=== Begin Enclosure ===

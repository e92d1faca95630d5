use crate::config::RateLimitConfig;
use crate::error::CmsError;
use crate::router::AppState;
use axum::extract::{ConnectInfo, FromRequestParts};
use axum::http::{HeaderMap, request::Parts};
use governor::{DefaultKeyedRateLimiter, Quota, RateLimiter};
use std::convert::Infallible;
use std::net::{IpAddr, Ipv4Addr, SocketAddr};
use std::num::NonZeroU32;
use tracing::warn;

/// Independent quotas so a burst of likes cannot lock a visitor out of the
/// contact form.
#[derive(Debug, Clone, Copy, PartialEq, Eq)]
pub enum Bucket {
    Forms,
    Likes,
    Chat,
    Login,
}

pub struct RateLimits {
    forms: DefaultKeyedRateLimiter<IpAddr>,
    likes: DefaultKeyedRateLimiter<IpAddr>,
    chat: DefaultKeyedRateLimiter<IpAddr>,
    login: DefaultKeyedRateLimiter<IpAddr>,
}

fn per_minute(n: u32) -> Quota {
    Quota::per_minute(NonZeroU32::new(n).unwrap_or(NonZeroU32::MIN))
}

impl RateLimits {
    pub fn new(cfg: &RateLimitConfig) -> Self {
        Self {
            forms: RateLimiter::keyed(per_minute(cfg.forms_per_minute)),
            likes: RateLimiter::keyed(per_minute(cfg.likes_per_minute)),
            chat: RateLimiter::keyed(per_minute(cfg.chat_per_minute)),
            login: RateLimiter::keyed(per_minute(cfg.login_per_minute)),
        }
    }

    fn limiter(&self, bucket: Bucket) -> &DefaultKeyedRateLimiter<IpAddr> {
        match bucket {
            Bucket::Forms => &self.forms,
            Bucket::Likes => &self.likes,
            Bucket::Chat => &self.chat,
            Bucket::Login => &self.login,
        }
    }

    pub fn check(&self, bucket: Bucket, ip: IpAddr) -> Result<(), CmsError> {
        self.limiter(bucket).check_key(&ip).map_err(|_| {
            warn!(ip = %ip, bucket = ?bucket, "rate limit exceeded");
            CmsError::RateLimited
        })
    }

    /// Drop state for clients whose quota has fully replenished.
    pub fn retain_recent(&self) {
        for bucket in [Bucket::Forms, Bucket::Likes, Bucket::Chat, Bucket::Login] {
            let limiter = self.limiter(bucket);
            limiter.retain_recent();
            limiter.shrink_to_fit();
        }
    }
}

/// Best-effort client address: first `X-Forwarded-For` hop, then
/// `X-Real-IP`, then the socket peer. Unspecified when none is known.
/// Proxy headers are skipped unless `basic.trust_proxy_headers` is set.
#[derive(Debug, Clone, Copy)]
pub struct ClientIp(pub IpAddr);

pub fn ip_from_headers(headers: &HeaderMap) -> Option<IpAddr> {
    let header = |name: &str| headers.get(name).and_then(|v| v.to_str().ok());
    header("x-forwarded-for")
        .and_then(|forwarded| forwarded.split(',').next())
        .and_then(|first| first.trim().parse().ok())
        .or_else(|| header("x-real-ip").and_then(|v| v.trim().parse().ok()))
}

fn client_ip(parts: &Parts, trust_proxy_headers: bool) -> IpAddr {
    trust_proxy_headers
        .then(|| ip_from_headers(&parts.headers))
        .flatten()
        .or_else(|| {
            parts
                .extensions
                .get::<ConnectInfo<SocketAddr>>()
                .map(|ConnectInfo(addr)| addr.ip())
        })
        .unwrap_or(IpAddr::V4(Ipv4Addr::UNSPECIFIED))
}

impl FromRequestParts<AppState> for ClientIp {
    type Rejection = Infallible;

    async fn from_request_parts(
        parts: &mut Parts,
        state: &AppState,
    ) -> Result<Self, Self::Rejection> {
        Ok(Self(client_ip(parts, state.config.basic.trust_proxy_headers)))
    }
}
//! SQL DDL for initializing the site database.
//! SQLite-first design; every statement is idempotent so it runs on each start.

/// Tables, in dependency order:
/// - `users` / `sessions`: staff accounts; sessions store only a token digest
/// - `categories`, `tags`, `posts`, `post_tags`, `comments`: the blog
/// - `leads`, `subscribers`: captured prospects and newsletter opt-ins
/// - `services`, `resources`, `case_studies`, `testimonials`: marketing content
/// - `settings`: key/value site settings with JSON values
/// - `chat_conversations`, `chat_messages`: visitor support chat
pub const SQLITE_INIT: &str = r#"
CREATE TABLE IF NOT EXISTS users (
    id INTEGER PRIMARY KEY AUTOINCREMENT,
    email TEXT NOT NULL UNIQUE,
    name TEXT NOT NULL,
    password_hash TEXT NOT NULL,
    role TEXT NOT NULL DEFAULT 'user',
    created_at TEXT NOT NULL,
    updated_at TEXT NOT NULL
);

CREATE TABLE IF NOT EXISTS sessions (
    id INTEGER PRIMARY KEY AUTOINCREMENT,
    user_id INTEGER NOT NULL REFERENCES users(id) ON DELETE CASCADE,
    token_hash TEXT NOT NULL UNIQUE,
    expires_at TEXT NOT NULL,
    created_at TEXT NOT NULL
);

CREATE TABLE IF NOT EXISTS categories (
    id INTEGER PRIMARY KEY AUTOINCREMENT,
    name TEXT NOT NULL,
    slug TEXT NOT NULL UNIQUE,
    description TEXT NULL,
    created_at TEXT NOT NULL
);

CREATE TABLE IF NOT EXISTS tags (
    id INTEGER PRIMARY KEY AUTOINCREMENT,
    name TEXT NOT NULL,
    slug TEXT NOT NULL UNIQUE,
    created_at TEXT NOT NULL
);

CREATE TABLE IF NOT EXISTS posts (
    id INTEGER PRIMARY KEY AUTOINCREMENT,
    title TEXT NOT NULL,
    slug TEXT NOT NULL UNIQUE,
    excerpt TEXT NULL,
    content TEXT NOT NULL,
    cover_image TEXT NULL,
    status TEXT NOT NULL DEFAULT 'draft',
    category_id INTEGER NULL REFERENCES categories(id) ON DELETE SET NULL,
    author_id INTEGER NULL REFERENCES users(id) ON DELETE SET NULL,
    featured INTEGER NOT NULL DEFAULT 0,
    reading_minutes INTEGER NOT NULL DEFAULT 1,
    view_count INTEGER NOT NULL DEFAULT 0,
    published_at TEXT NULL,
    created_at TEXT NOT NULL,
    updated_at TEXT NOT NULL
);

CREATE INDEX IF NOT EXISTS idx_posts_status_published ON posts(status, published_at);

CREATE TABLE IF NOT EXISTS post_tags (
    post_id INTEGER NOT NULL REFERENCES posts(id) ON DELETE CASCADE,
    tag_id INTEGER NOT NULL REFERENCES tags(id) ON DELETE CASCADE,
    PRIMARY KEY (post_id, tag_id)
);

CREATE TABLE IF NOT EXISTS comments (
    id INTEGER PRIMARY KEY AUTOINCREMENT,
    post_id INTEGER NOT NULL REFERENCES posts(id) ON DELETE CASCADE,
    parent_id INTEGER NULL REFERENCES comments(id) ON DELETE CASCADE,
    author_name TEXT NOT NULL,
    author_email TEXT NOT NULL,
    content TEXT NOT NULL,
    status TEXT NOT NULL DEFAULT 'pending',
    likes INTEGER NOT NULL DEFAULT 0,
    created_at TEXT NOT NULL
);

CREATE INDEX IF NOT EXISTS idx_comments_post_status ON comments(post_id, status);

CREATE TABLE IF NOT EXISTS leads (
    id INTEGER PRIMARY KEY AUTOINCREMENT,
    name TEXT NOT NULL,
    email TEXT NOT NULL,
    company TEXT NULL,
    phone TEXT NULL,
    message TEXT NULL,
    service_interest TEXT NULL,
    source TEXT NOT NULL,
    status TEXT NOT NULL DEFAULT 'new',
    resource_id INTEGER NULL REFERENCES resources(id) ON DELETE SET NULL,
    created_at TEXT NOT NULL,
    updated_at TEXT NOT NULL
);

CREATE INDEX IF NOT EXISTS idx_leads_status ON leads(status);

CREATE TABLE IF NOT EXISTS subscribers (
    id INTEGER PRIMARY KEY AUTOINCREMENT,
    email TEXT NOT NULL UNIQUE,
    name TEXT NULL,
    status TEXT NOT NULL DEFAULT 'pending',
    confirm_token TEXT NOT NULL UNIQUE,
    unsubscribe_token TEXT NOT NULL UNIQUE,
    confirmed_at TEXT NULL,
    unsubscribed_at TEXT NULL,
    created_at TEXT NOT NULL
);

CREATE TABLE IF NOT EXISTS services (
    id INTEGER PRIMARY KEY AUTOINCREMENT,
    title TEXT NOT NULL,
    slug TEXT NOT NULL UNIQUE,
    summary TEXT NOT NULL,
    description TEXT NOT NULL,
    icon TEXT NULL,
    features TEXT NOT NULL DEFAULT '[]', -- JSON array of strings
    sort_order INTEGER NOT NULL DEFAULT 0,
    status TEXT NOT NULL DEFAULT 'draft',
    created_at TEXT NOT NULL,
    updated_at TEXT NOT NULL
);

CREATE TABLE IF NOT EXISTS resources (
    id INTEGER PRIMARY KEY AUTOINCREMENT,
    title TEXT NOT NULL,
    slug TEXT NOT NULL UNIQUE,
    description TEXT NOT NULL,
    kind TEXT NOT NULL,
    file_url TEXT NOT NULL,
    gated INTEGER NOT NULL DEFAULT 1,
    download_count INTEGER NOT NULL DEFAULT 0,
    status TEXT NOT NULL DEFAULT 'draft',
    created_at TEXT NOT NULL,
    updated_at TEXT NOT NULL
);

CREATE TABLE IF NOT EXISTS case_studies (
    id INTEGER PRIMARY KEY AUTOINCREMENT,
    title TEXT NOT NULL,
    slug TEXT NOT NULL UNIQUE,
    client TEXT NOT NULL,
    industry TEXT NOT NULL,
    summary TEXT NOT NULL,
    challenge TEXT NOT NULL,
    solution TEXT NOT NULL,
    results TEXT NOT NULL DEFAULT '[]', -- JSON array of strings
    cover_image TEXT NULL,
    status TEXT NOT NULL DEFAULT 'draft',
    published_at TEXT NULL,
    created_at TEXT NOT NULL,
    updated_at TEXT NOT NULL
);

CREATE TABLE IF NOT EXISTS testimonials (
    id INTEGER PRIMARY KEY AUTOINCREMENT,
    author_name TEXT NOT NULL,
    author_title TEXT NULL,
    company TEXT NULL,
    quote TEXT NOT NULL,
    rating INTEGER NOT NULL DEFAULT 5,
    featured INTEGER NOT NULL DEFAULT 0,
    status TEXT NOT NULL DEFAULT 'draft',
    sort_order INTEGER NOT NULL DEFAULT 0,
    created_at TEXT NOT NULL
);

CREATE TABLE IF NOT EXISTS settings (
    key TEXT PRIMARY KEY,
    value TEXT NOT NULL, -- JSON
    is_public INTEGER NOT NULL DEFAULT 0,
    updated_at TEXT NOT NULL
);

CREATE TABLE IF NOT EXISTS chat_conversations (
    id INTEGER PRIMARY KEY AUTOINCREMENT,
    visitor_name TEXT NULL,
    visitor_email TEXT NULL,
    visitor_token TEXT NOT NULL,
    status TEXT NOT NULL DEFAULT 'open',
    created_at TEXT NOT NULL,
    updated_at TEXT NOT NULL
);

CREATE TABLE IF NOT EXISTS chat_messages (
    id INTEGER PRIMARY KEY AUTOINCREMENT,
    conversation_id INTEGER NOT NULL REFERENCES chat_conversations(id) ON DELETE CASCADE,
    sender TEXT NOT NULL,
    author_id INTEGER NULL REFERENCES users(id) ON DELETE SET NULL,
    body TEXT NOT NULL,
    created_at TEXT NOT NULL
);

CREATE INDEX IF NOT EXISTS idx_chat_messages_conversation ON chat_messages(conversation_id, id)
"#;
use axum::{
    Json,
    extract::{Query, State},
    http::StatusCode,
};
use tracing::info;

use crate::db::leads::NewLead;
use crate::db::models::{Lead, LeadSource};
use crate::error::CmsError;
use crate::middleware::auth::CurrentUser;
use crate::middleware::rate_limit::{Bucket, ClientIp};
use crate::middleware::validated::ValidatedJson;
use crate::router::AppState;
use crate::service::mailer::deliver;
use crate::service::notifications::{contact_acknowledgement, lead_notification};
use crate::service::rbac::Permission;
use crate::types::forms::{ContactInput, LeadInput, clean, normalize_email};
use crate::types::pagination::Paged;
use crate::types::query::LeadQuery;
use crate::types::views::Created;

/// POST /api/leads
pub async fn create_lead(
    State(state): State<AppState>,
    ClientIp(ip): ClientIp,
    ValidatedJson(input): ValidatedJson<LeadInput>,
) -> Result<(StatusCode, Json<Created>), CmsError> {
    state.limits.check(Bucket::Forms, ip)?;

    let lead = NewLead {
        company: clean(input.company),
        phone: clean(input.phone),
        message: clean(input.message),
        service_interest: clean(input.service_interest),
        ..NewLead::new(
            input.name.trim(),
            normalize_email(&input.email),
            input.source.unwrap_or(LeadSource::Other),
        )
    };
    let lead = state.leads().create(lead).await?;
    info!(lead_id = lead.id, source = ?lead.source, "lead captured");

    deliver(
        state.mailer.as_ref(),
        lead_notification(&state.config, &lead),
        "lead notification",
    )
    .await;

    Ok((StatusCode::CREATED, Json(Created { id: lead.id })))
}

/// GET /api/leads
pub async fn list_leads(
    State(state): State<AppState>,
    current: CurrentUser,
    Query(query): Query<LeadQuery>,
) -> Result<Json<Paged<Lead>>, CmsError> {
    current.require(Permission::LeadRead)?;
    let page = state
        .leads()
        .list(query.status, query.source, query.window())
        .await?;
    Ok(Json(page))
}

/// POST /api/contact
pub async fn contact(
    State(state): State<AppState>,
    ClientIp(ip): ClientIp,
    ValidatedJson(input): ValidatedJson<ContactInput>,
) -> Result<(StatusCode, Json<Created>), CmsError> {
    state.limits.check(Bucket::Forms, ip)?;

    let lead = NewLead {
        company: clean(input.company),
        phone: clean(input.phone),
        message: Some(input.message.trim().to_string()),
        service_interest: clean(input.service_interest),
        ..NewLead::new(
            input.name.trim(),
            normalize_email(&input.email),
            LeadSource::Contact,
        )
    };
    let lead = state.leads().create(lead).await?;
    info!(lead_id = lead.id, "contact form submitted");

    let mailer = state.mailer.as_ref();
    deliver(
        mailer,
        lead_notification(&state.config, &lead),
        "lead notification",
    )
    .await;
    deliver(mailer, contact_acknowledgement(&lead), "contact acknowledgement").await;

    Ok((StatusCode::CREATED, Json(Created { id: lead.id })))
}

=== End Enclosure ===
=== Begin Enclosure ===

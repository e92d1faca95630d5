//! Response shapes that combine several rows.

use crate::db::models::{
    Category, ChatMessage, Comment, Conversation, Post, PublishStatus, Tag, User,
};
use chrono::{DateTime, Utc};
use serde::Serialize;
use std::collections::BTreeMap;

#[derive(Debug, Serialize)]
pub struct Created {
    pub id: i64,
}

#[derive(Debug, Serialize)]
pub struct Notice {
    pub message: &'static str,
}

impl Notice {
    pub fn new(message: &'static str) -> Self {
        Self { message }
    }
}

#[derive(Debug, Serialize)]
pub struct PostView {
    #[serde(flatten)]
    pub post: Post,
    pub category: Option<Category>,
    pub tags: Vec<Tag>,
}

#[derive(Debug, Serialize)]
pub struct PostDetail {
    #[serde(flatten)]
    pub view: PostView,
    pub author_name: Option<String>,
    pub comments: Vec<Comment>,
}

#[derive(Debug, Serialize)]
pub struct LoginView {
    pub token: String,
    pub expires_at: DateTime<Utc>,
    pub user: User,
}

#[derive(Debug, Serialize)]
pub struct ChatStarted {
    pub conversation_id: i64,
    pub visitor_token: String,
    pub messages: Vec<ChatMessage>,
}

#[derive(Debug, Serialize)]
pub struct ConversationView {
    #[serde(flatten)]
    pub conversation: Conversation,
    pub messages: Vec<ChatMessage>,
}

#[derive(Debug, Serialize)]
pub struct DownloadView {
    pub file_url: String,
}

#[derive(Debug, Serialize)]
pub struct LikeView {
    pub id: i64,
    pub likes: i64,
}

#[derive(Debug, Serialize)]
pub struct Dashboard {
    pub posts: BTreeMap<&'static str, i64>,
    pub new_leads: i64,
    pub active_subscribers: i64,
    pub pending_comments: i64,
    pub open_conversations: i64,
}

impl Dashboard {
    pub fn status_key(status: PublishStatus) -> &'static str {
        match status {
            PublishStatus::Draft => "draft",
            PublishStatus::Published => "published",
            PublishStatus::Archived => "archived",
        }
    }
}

=== End Enclosure ===

#### [About this exercise]
Check each line of the entries for "settings" and copy those that have it.

#### [Exercise solution]
/// - `settings`: key/value site settings with JSON values
CREATE TABLE IF NOT EXISTS settings (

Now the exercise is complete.